[[ Data to examine open ]]

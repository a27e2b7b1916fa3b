#![warn(missing_docs)]
/*! Codec and IPC loop for BRIO, the binary interchange format of the
Project Haystack data model.

BRIO is compact and self-describing: every value starts with a control
byte, lengths are varints, strings are counted in UTF-8 characters, and
tabular grids keep column order and metadata. This crate encodes and
decodes the full value model bit-compatibly with the peer implementations,
and runs the framed define/exec/eval instruction loop a host uses to drive
a co-process over TCP.

# Codec

```
use brio::{BrioReader, BrioWriter, Value};

let bytes = BrioWriter::to_bytes(&Value::from(12))?;
assert_eq!(bytes, [0x06, 0x00, 0x0c, 0xff, 0x00]);
assert_eq!(BrioReader::new(&bytes).read_val()?, Value::from(12));
# Ok::<(), brio::Error>(())
```

# Instruction loop

The companion binary binds a socket, waits for the host to connect,
checks the shared key, then processes instruction frames:

```text
$ brio --key secret --port 8888 --level debug
```

Each instruction is a dict carrying `def` (bind a variable), `exec` (run
statements) or `eval` (evaluate and reply with one frame). What the
source strings mean is up to the [`Evaluator`] the loop is given.
*/

pub mod control;
pub mod frame;
pub mod grid;
pub mod reader;
pub mod session;
pub mod value;
pub mod varint;
pub mod writer;

pub use grid::{Grid, GridBuilder, GridCol};
pub use reader::BrioReader;
pub use session::{Env, Evaluator, IpcServer, Session, VarEvaluator};
pub use value::{Coord, Dict, NDArray, Number, Ref, Value};
pub use writer::BrioWriter;

/// Crate-wide error.
#[derive(Debug, thiserror::Error)]
pub enum Error {
    /// Input ended inside a value.
    #[error("short buffer: need {need} more bytes, have {have}")]
    ShortBuffer {
        /// Bytes the current field still needs.
        need: usize,
        /// Bytes actually remaining.
        have: usize,
    },

    /// Control byte with no implemented variant (including the reserved
    /// XStr and Symbol codes).
    #[error("unsupported control byte {ctrl:#04x} at position {pos}")]
    UnsupportedControl {
        /// The offending byte.
        ctrl: u8,
        /// Cursor position of the byte.
        pos: usize,
    },

    /// A pooled string reference; this codec does not implement the
    /// constant pool.
    #[error("constant pool not supported: code {code}")]
    ConstantPool {
        /// The pool index that was encountered.
        code: i64,
    },

    /// String payload is not valid UTF-8.
    #[error("invalid utf-8 at position {pos}")]
    InvalidUtf8 {
        /// Cursor position of the offending byte.
        pos: usize,
    },

    /// Wire timezone name matches nothing in the IANA table.
    #[error("timezone not found: {0}")]
    UnknownTimezone(String),

    /// A value of the wrong variant where a specific one is required.
    #[error("expected {expected}, got {found}")]
    TypeMismatch {
        /// Required variant.
        expected: &'static str,
        /// Variant actually present.
        found: &'static str,
    },

    /// A field that decoded to a nonsensical value.
    #[error("invalid {what} on wire")]
    Decode {
        /// Which field.
        what: &'static str,
    },

    /// Framing byte (brace, bracket, angle) missing where required.
    #[error("expected {want:?} at position {pos}, got {got:#04x}")]
    UnexpectedByte {
        /// Required literal.
        want: char,
        /// Byte actually read.
        got: u8,
        /// Cursor position of the byte.
        pos: usize,
    },

    /// Grid column name violates the tagname rule.
    #[error("invalid column name: {0}")]
    InvalidTagname(String),

    /// Grid column name used twice.
    #[error("duplicate column name: {0}")]
    DuplicateColumn(String),

    /// Column metadata addressed a column that does not exist.
    #[error("column not found: {0}")]
    UnknownColumn(String),

    /// Column added after the first row froze the column set.
    #[error("cannot add columns after adding rows")]
    ColumnsFrozen,

    /// Row with the wrong number of cells.
    #[error("row has {cells} cells for {cols} columns")]
    RowLength {
        /// Cells in the rejected row.
        cells: usize,
        /// Columns in the grid.
        cols: usize,
    },

    /// Coordinate outside the valid micro-degree range.
    #[error("invalid {axis}: {val}")]
    CoordRange {
        /// Which axis.
        axis: &'static str,
        /// Offending micro-degrees.
        val: i32,
    },

    /// Unparseable `C(lat,lng)` string.
    #[error("invalid coord string: {0}")]
    CoordParse(String),

    /// Matrix dimensions do not match its cell count.
    #[error("cannot encode {rows}x{cols} array with {len} cells")]
    ShapeUnsupported {
        /// Row count.
        rows: usize,
        /// Column count.
        cols: usize,
        /// Cells actually present.
        len: usize,
    },

    /// Value the wire format cannot carry (strict mode only; lenient
    /// writers coerce to the display string).
    #[error("cannot encode {what}")]
    EncodeUnsupported {
        /// Description of the value.
        what: String,
    },

    /// Auth key mismatch on the first frame.
    #[error("invalid api key")]
    AuthFailed,

    /// Stream closed where a frame was required.
    #[error("connection closed")]
    Closed,

    /// Evaluator-side failure.
    #[error("eval error: {0}")]
    Eval(String),

    /// Socket or stream error.
    #[error(transparent)]
    Io(#[from] std::io::Error),
}

/// Crate-wide result.
pub type Result<T> = std::result::Result<T, Error>;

[[ Data to examine closed ]]

- [What is needed]:
Starting at the line that contains "mode only; lenient", write out every line through the end of the entries, exactly and with nothing added.

- [Solution to the exercise]:
    /// Value the wire format cannot carry (strict mode only; lenient
    /// writers coerce to the display string).
    #[error("cannot encode {what}")]
    EncodeUnsupported {
        /// Description of the value.
        what: String,
    },

    /// Auth key mismatch on the first frame.
    #[error("invalid api key")]
    AuthFailed,

    /// Stream closed where a frame was required.
    #[error("connection closed")]
    Closed,

    /// Evaluator-side failure.
    #[error("eval error: {0}")]
    Eval(String),

    /// Socket or stream error.
    #[error(transparent)]
    Io(#[from] std::io::Error),
}

/// Crate-wide result.
pub type Result<T> = std::result::Result<T, Error>;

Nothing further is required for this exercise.